The team is comprised of Profs. Baris Kasikci and Thomas Wenisch and PhD students Ofir Weisse, Ian Neal, and Kevin Loughlin. They presented their work, titled “NDA: Preventing Speculative Execution Attacks at Their Source,” at the ACM International Symposium on Microarchitecture (MICRO 2019).

In an effort to increase processor efficiency, the order in which a program’s operations are performed has been made “smarter” over time. While naive solutions on early processors performed all the program’s steps strictly in the order provided (called in-order processors), innovations like pipelining and out-of-order execution allowed, for example, data needed by one step to be retrieved while the previous step was still being executed.

Speculative out-of-order execution took this approach to a new level, allowing a program to retrieve and operate on data it hasn’t confirmed should actually be accessed. Specifically, when the program reaches a branch, such as an if-statement, the processor guesses the direction of the if-statement (true or false). Many common program branches have predictable outcomes that can be used to boost performance by speculatively assuming the program’s flow.
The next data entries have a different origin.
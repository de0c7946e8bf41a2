//! Local mailbox, lookup service and timer scenario tests

mod common;

use common::{TEST_MESSAGE_ID, TestMessage, test_fabric};
use postbus::{
    Error, LocalMailbox, MailboxAddress, MailboxProcessor, MessageHandlerList, TimerMessage,
};
use std::sync::Arc;
use std::sync::atomic::{AtomicU32, Ordering};
use std::time::Duration;
use tokio::sync::mpsc;

#[tokio::test]
async fn local_round_trip_through_the_lookup_service() {
    let fabric = test_fabric("ne-local");

    let sender = LocalMailbox::create(&fabric, "A");
    let receiver = LocalMailbox::create(&fabric, "B");
    sender.activate().await.unwrap();
    receiver.activate().await.unwrap();

    let (tx, mut rx) = mpsc::channel::<String>(8);
    let handlers = MessageHandlerList::new();
    handlers.add(
        TEST_MESSAGE_ID,
        Arc::new(move |message| {
            if let Some(test) = message.as_any().downcast_ref::<TestMessage>() {
                let _ = tx.try_send(test.payload.clone());
            }
            0
        }),
    );

    let processor_receiver = receiver.clone();
    let processor_fabric = Arc::clone(&fabric);
    let processing = tokio::spawn(async move {
        MailboxProcessor::new(handlers, processor_receiver)
            .process_mailbox(1, processor_fabric.thread_manager())
            .await
    });

    let handle = fabric.find(&MailboxAddress::local("B")).await.unwrap();
    handle.post(Box::new(TestMessage::new("hi"))).await.unwrap();

    let delivered = tokio::time::timeout(Duration::from_secs(1), rx.recv())
        .await
        .expect("delivery within a second")
        .expect("handler ran");
    assert_eq!(delivered, "hi");
    assert_eq!(receiver.sent_count(), 1);
    assert_eq!(receiver.received_count(), 1);

    receiver.deactivate().await.unwrap();
    processing.await.unwrap().unwrap();
    sender.deactivate().await.unwrap();
    fabric.shutdown().await;
}

#[tokio::test]
async fn local_find_miss_is_an_error() {
    let fabric = test_fabric("ne-miss");
    assert!(matches!(
        fabric.find(&MailboxAddress::local("nobody")).await,
        Err(Error::NotFound(_))
    ));
    assert!(matches!(
        fabric.find(&MailboxAddress::default()).await,
        Err(Error::InvalidArgument(_))
    ));
}

#[tokio::test]
async fn duplicate_local_registration_replaces_the_incumbent() {
    let fabric = test_fabric("ne-dup");

    let first = LocalMailbox::create(&fabric, "X");
    first.activate().await.unwrap();
    assert!(first.is_active());

    let second = LocalMailbox::create(&fabric, "X");
    second.activate().await.unwrap();

    // The first was deactivated as part of the replacement
    assert!(!first.is_active());
    assert!(second.is_active());

    // Finds now resolve to the second mailbox
    let handle = fabric.find(&MailboxAddress::local("X")).await.unwrap();
    handle.post(Box::new(TestMessage::new("to the winner"))).await.unwrap();
    assert_eq!(second.sent_count(), 1);
    assert_eq!(first.sent_count(), 0);

    second.deactivate().await.unwrap();
    fabric.shutdown().await;
}

#[tokio::test]
async fn deactivate_unblocks_a_waiting_consumer() {
    let fabric = test_fabric("ne-unblock");
    let owner = LocalMailbox::create(&fabric, "quiet");
    owner.activate().await.unwrap();

    let waiter = owner.clone();
    let blocked = tokio::spawn(async move { waiter.get_message(None).await });

    tokio::time::sleep(Duration::from_millis(50)).await;
    owner.deactivate().await.unwrap();

    let observed = tokio::time::timeout(Duration::from_secs(1), blocked)
        .await
        .expect("consumer unblocked")
        .unwrap();
    assert!(observed.is_none());
    fabric.shutdown().await;
}

#[tokio::test]
async fn dropping_the_last_handle_deactivates_and_deregisters() {
    let fabric = test_fabric("ne-refcount");
    let owner = LocalMailbox::create(&fabric, "transient");
    owner.activate().await.unwrap();
    assert_eq!(owner.reference_count(), 1);

    let extra = fabric.find(&MailboxAddress::local("transient")).await.unwrap();
    assert_eq!(owner.reference_count(), 2);
    drop(extra);
    assert_eq!(owner.reference_count(), 1);

    drop(owner);
    // The deferred deactivate runs on the runtime; give it a moment
    tokio::time::sleep(Duration::from_millis(100)).await;
    assert!(matches!(
        fabric.find(&MailboxAddress::local("transient")).await,
        Err(Error::NotFound(_))
    ));
    fabric.shutdown().await;
}

#[tokio::test]
async fn posting_to_an_inactive_mailbox_fails() {
    let fabric = test_fabric("ne-inactive");
    let owner = LocalMailbox::create(&fabric, "cold");
    assert!(matches!(
        owner.post(Box::new(TestMessage::new("nope"))).await,
        Err(Error::Inactive)
    ));
    fabric.shutdown().await;
}

#[tokio::test]
async fn one_shot_timer_fires_once_and_retires() {
    let fabric = test_fabric("ne-timer1");
    let owner = LocalMailbox::create(&fabric, "ticker");
    owner.activate().await.unwrap();

    let timer = TimerMessage::new(0x0099, Duration::from_millis(50), Duration::ZERO);
    owner.schedule_timer(timer).await.unwrap();
    assert_eq!(owner.active_timers(), 1);

    let fired = owner.get_message(Some(Duration::from_secs(1))).await.unwrap();
    assert_eq!(fired.message_id(), 0x0099);
    let fired = fired.as_any().downcast_ref::<TimerMessage>().unwrap();
    assert!(!fired.is_reusable());

    // Delivery retires a one-shot timer
    tokio::time::sleep(Duration::from_millis(50)).await;
    assert_eq!(owner.active_timers(), 0);

    owner.deactivate().await.unwrap();
    fabric.shutdown().await;
}

#[tokio::test]
async fn restart_timer_stops_after_interval_reset_to_zero() {
    let fabric = test_fabric("ne-timer2");
    let owner = LocalMailbox::create(&fabric, "metronome");
    owner.activate().await.unwrap();

    let timers_before = owner.active_timers();
    let timer =
        TimerMessage::new(0x009A, Duration::from_millis(100), Duration::from_millis(100));
    let timer_id = owner.schedule_timer(timer).await.unwrap();
    assert_eq!(owner.active_timers(), timers_before + 1);

    let fired = Arc::new(AtomicU32::new(0));
    for _ in 0..5 {
        let message = owner
            .get_message(Some(Duration::from_secs(2)))
            .await
            .expect("periodic delivery");
        assert_eq!(message.message_id(), 0x009A);
        fired.fetch_add(1, Ordering::Relaxed);
    }
    assert_eq!(fired.load(Ordering::Relaxed), 5);

    owner.reset_timer_interval(timer_id, Duration::ZERO).await.unwrap();

    // No further deliveries after the reset settles
    tokio::time::sleep(Duration::from_millis(250)).await;
    while owner.get_message_non_blocking().is_some() {}
    assert!(
        owner
            .get_message(Some(Duration::from_millis(300)))
            .await
            .is_none()
    );

    owner.cancel_timer(timer_id).await.unwrap();
    assert_eq!(owner.active_timers(), timers_before);
    assert!(matches!(
        owner.cancel_timer(timer_id).await,
        Err(Error::NotFound(_))
    ));

    owner.deactivate().await.unwrap();
    fabric.shutdown().await;
}

#[tokio::test]
async fn pooled_processing_keeps_every_message_exactly_once() {
    let fabric = test_fabric("ne-pool");
    let owner = LocalMailbox::create(&fabric, "fanin");
    owner.activate().await.unwrap();

    let handled = Arc::new(AtomicU32::new(0));
    let handlers = MessageHandlerList::new();
    let counter = Arc::clone(&handled);
    handlers.add(
        TEST_MESSAGE_ID,
        Arc::new(move |_| {
            counter.fetch_add(1, Ordering::Relaxed);
            0
        }),
    );

    for i in 0..40 {
        owner
            .post(Box::new(TestMessage::new(&format!("m{i}"))))
            .await
            .unwrap();
    }

    let processor_owner = owner.clone();
    let processor_fabric = Arc::clone(&fabric);
    let processing = tokio::spawn(async move {
        MailboxProcessor::new(handlers, processor_owner)
            .process_mailbox(4, processor_fabric.thread_manager())
            .await
    });

    tokio::time::sleep(Duration::from_millis(300)).await;
    owner.deactivate().await.unwrap();
    processing.await.unwrap().unwrap();

    assert_eq!(handled.load(Ordering::Relaxed), 40);
    assert_eq!(owner.received_count(), 40);
    fabric.shutdown().await;
}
If the speculation was wrong, the processor can revert its steps and perform a do-over.

When the likely outcome of an operation is high, performing it speculatively offers a huge performance boost despite the rare do-over it requires.

“It turns out if you’re right 99% of the time, so even with the throwaway penalty, you’re still more efficient than if you weren’t guessing in the first place,” says Loughlin.
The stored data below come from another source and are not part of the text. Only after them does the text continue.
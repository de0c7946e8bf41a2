//! Mailbox runtime: addressing, envelopes, transports and lookup

pub mod address;
pub mod buffer;
pub mod discovery;
pub mod distributed;
pub mod group;
pub mod handler;
pub mod local;
#[cfg(target_os = "linux")]
pub mod local_sm;
pub mod lookup;
pub mod mailbox;
pub mod message;
pub mod processor;

// Re-exports
pub use address::{LocationType, MailboxAddress, MailboxType, RedundantRole};
pub use buffer::MessageBuffer;
pub use discovery::DiscoveryManager;
pub use distributed::{DistributedMailbox, DistributedMailboxProxy};
pub use group::{GroupMailbox, GroupMailboxProxy};
pub use handler::{MessageHandler, MessageHandlerList};
pub use local::LocalMailbox;
#[cfg(target_os = "linux")]
pub use local_sm::{LocalSmMailbox, LocalSmMailboxProxy};
pub use lookup::{DISCOVERY_MANAGER_MAILBOX_NAME, MailboxLookupService};
pub use mailbox::{Mailbox, MailboxHandle, MailboxOwnerHandle, TimerId};
pub use message::{
    DISCOVERY_MESSAGE_ID, DiscoveryMessage, DiscoveryUpdate, FunctionMessageFactory, Message,
    MessageCreator, MessageFactory, TimerMessage,
};
pub use processor::MailboxProcessor;
//! postbus: an in-process / inter-process / inter-node message-passing
//! fabric. Application components exchange typed messages through uniform
//! mailbox endpoints over four transports: an in-process queue, a
//! shared-memory queue, TCP streams and UDP multicast/broadcast groups. A
//! process-wide lookup service resolves logical addresses to live
//! mailboxes, synthesizing sender-side proxies for remote endpoints, and a
//! pooled allocator keeps the wire path allocation-free.

pub mod config;
pub mod error;
pub mod fabric;
pub mod msgmgr;
pub mod opm;
pub mod threadmgr;

pub use config::{
    DistributedMailboxConfig, FabricConfig, GroupMailboxConfig, MAX_MESSAGE_LENGTH,
};
pub use error::{Error, Result};
pub use fabric::Fabric;
pub use msgmgr::{
    DISCOVERY_MANAGER_MAILBOX_NAME, DISCOVERY_MESSAGE_ID, DiscoveryMessage, DiscoveryUpdate,
    DistributedMailbox, DistributedMailboxProxy, FunctionMessageFactory, GroupMailbox,
    GroupMailboxProxy, LocalMailbox, LocationType, Mailbox, MailboxAddress, MailboxHandle,
    MailboxLookupService, MailboxOwnerHandle, MailboxProcessor, MailboxType, Message,
    MessageBuffer, MessageCreator, MessageFactory, MessageHandler, MessageHandlerList,
    RedundantRole, TimerId, TimerMessage,
};
#[cfg(target_os = "linux")]
pub use msgmgr::{LocalSmMailbox, LocalSmMailboxProxy};
pub use opm::{GrowthMode, Opm, PoolId, PoolStats, Poolable, PooledObject, SyncObjectPool};
pub use threadmgr::{ThreadManager, WorkerFn, WorkerId};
This process has been found susceptible to many hardware-based attacks that work around software safeguards. In particular, performance can be boosted by speculatively retrieving data from memory and saving it in a local on-chip cache. Operations using that data can then be performed much more quickly. If attackers observe the behavior of a processor and how long it performs certain operations, it can determine which data is being stored on-chip (moved nearby for faster operations) and which is stored further away in memory. From there, the attacker could infer the values being stored in the processor’s on-chip cache.

The implication of this exploit is that one application can steal data from another. Further compounding the risk, cloud servers can become vulnerable to one malicious client accessing data which belongs to other victim clients.

There are different solutions to this, ranging from the worst for performance (reverting to in-order execution) to those that prioritize performance (patching specific exploitation techniques as they become public). To this point, the latter approach has been greatly preferred.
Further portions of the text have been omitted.